Output only the lines below from the one containing "fn read(&self, range: &DateRange)" to the one containing "still supports it.", exactly as written, both ends kept.

[DATA LISTING]

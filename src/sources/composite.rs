use std::collections::BTreeMap;
use std::sync::LazyLock;

use camino::Utf8PathBuf;
use chrono::{Duration, NaiveDate};
use regex::Regex;
use tracing::warn;

use crate::crs::Crs;
use crate::domain::{DateRange, SourceKind, VariableName};
use crate::error::FiregridError;
use crate::grid::Extent;
use crate::sources::geotiff::{read_geotiff, read_geotiff_extent};
use crate::sources::{NativePayload, NativeUnit, SourceAdapter, list_tiffs};

static COMPOSITE_DATE: LazyLock<Regex> =
    LazyLock::new(|| Regex::new(r"\.A(\d{4})(\d{3})\.").unwrap());

pub const DEFAULT_SCALE_FACTOR: f64 = 0.0001;
pub const DEFAULT_CADENCE_DAYS: u32 = 16;
const QA_SUFFIX: &str = "pixel_reliability";

/// Multi-day satellite composites, one GeoTIFF per variable and tile:
/// `MOD13Q1.A2020100.h08v05.061.NDVI.tif` with a matching
/// `MOD13Q1.A2020100.h08v05.061.pixel_reliability.tif` quality band.
#[derive(Debug, Clone)]
pub struct CompositeGridSource {
    name: String,
    root: Utf8PathBuf,
    crs: Crs,
    resolution: f64,
    variables: Vec<VariableName>,
    cadence_days: u32,
    scale_factor: f64,
    valid_qa: Vec<i64>,
}

/// Parses the acquisition date out of a `.AYYYYDDD.` filename.
pub fn parse_composite_date(file_name: &str) -> Option<NaiveDate> {
    let caps = COMPOSITE_DATE.captures(file_name)?;
    let year: i32 = caps[1].parse().ok()?;
    let doy: u32 = caps[2].parse().ok()?;
    NaiveDate::from_yo_opt(year, doy)
}

#[derive(Debug, Default)]
struct TileFiles {
    qa: Option<Utf8PathBuf>,
    bands: BTreeMap<String, Utf8PathBuf>,
}

impl CompositeGridSource {
    pub fn new(
        name: String,
        root: Utf8PathBuf,
        crs: Crs,
        resolution: f64,
        variables: Vec<VariableName>,
    ) -> Self {
        Self {
            name,
            root,
            crs,
            resolution,
            variables,
            cadence_days: DEFAULT_CADENCE_DAYS,
            scale_factor: DEFAULT_SCALE_FACTOR,
            valid_qa: vec![0],
        }
    }

    pub fn with_cadence(mut self, cadence_days: u32) -> Self {
        self.cadence_days = cadence_days.max(1);
        self
    }

    pub fn with_quality(mut self, scale_factor: f64, valid_qa: Vec<i64>) -> Self {
        self.scale_factor = scale_factor;
        self.valid_qa = valid_qa;
        self
    }

    /// Groups files by (date, tile stem); duplicate tiles keep distinct stems.
    fn tiles(&self) -> Result<BTreeMap<(NaiveDate, String), TileFiles>, FiregridError> {
        if !self.root.is_dir() {
            return Err(FiregridError::SourceUnavailable {
                source_name: self.name.clone(),
                detail: format!("{} is not a directory", self.root),
            });
        }
        let mut tiles: BTreeMap<(NaiveDate, String), TileFiles> = BTreeMap::new();
        for path in list_tiffs(&self.root)? {
            let Some(file_name) = path.file_name() else {
                continue;
            };
            let Some(date) = parse_composite_date(file_name) else {
                warn!(source = %self.name, %path, "no composite date in file name");
                continue;
            };
            let Some(stem) = path.file_stem() else {
                continue;
            };
            let Some((tile, band)) = stem.rsplit_once('.') else {
                continue;
            };
            let entry = tiles.entry((date, tile.to_string())).or_default();
            if band.eq_ignore_ascii_case(QA_SUFFIX) {
                entry.qa = Some(path.clone());
            } else {
                entry.bands.insert(band.to_lowercase(), path.clone());
            }
        }
        Ok(tiles)
    }

    fn window(&self, start: NaiveDate) -> DateRange {
        DateRange {
            start,
            end: start + Duration::days(self.cadence_days as i64 - 1),
        }
    }
}

impl SourceAdapter for CompositeGridSource {
    fn name(&self) -> &str {
        &self.name
    }

    fn kind(&self) -> SourceKind {
        SourceKind::Composite
    }

    fn native_crs(&self) -> &Crs {
        &self.crs
    }

    fn native_resolution(&self) -> f64 {
        self.resolution
    }

    fn variables(&self) -> Vec<VariableName> {
        self.variables.clone()
    }

    fn cadence_days(&self) -> u32 {
        self.cadence_days
    }

    fn extent(&self) -> Result<Option<Extent>, FiregridError> {
        let mut extent: Option<Extent> = None;
        for files in self.tiles()?.values() {
            if let Some(path) = files.bands.values().next() {
                let tile = read_geotiff_extent(path)?;
                extent = Some(match extent {
                    Some(current) => current.union(&tile),
                    None => tile,
                });
            }
        }
        Ok(extent)
    }

    fn read(&self, range: &DateRange) -> Result<Vec<NativeUnit>, FiregridError> {
        let mut units = Vec::new();
        for ((date, tile), files) in self.tiles()? {
            // A composite whose window reaches into the range still supports it.
            if self.window(date).intersect(range).is_none() {
                continue;
            }
            let Some(qa_path) = &files.qa else {
                warn!(source = %self.name, %tile, "missing pixel reliability band; tile skipped");
                continue;
            };
            let qa = match read_geotiff(qa_path, &self.crs) {
                Ok(qa) => qa,
                Err(err) => {
                    warn!(source = %self.name, %tile, "unreadable quality band: {err}");
                    continue;
                }
            };
            for variable in &self.variables {
                let Some(path) = files.bands.get(variable.as_str()) else {
                    continue;
                };
                let mut raster = match read_geotiff(path, &self.crs) {
                    Ok(raster) => raster,
                    Err(err) => {
                        warn!(source = %self.name, %path, "skipping unreadable band: {err}");
                        continue;
                    }
                };
                if raster.width != qa.width || raster.height != qa.height {
                    warn!(source = %self.name, %path, "band and quality shapes differ; tile skipped");
                    continue;
                }
                raster.mask_where(|i| {
                    qa.valid[i] && self.valid_qa.contains(&(qa.values[i].round() as i64))
                });
                for value in raster.values.iter_mut() {
                    *value *= self.scale_factor;
                }
                units.push(NativeUnit {
                    date: Some(date),
                    variable: variable.clone(),
                    payload: NativePayload::Raster(raster),
                });
            }
        }
        if units.is_empty() {
            return Err(FiregridError::SourceUnavailable {
                source_name: self.name.clone(),
                detail: format!("no composites overlapping {range}"),
            });
        }
        Ok(units)
    }
}

#[cfg(test)]
mod tests {
    use super::*;

    #[test]
    fn parses_year_and_day_of_year() {
        let date = parse_composite_date("MOD13Q1.A2020100.h08v05.061.NDVI.tif").unwrap();
        assert_eq!(date, NaiveDate::from_ymd_opt(2020, 4, 9).unwrap());
    }

    #[test]
    fn rejects_names_without_date() {
        assert!(parse_composite_date("elevation.tif").is_none());
        assert!(parse_composite_date("MOD13Q1.A2021400.h08v05.NDVI.tif").is_none());
    }
}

[/DATA LISTING]

ANSWER TO THE EXERCISE:
    fn read(&self, range: &DateRange) -> Result<Vec<NativeUnit>, FiregridError> {
        let mut units = Vec::new();
        for ((date, tile), files) in self.tiles()? {
            // A composite whose window reaches into the range still supports it.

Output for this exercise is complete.